PS: La più profonda considerazione che ho letto su Francesca Albanese è la seguente: “Non so se dopo Francesca Albanese il mondo non conoscerà più genocidi. Sospetto però che intere generazioni dovranno impegnarsi tantissimo per far risorgere il senso del ridicolo, e non è detto che ce la facciano”.

(Massimo Gramellini) Per l’esimia giurista Francesca Albanese, a cui va la nostra gratitudine per tutto il tempo che trascorre quotidianamente in tv nel tentativo davvero improbo di istruirci, la senatrice Liliana Segre non è autorizzata a intervenire su Gaza. Se hai un tumore, spiega l’esimia, chiedi la diagnosi a un oncologo, non a qualcuno che è sopravvissuto alla malattia. Un paragone di buon gusto, non c’è dubbio, e dalle applicazioni sorprendenti. Nel mondo della marchesa del Grillo («io sò io e voi…» con quel che segue), solo gli psicologi e i criminologi potrebbero discutere di femminicidi, non le vittime scampate alla morte, troppo coinvolte emotivamente per riuscire credibili. In uno slancio di generosità, Albanese si dichiara disponibile a parlare di genocidio con «accademici sionisti» (esisterà un albo apposito?), ma non con Segre e men che meno con giornalisti, politici e cittadini in genere, che soffrono, dice, di «analfabetismo funzionale».
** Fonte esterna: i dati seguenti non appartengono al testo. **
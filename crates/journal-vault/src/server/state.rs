//! Shared application state injected into every Axum handler.

use std::sync::Arc;

use crate::entries::EntryStore;
use crate::fields::{FieldEncryptor, FieldPolicies};

/// Application state shared across all request handlers.
///
/// All fields are cheaply cloneable (`Arc`-wrapped or already `Arc`-backed) so
/// that Axum can clone the state for each request without copying expensive data.
#[derive(Clone)]
pub struct AppState {
    /// Field encryptor backed by the deployment key.
    pub encryptor: FieldEncryptor,
    /// Lock-free registry of sensitive fields per record kind.
    pub policies: FieldPolicies,
    /// Journal entries, held encrypted.
    pub entries: EntryStore,
    /// Name of the HTTP header used to identify the record kind.
    pub record_kind_header: Arc<String>,
}

impl AppState {
    /// Create a new [`AppState`]; the entry store shares `encryptor` and `policies`.
    pub fn new(
        encryptor: FieldEncryptor,
        policies: FieldPolicies,
        record_kind_header: String,
    ) -> Self {
        Self {
            entries: EntryStore::new(encryptor.clone(), policies.clone()),
            encryptor,
            policies,
            record_kind_header: Arc::new(record_kind_header),
        }
    }
}

impl Default for AppState {
    /// Creates a default [`AppState`] with an in-memory key, suitable for tests.
    fn default() -> Self {
        Self::new(
            FieldEncryptor::default(),
            FieldPolicies::default(),
            "X-Record-Kind".into(),
        )
    }
}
A forza di studiare la democrazia di Hamas, può darsi che Albanese abbia finito per ridisegnare i contorni di un concetto che noi analfabeti funzionali ci ricordavamo un po’ meno elitario. Una volta la democrazia non consisteva infatti nel parlare con tutti e, soprattutto, nell’ascoltarli? O almeno nel fingere di farlo, invece di alzarsi di scatto dalla poltrona di uno studio televisivo, come ha fatto lei, piantando in asso gli altri ospiti per punirli del grave torto di non volerle dare sempre ragione.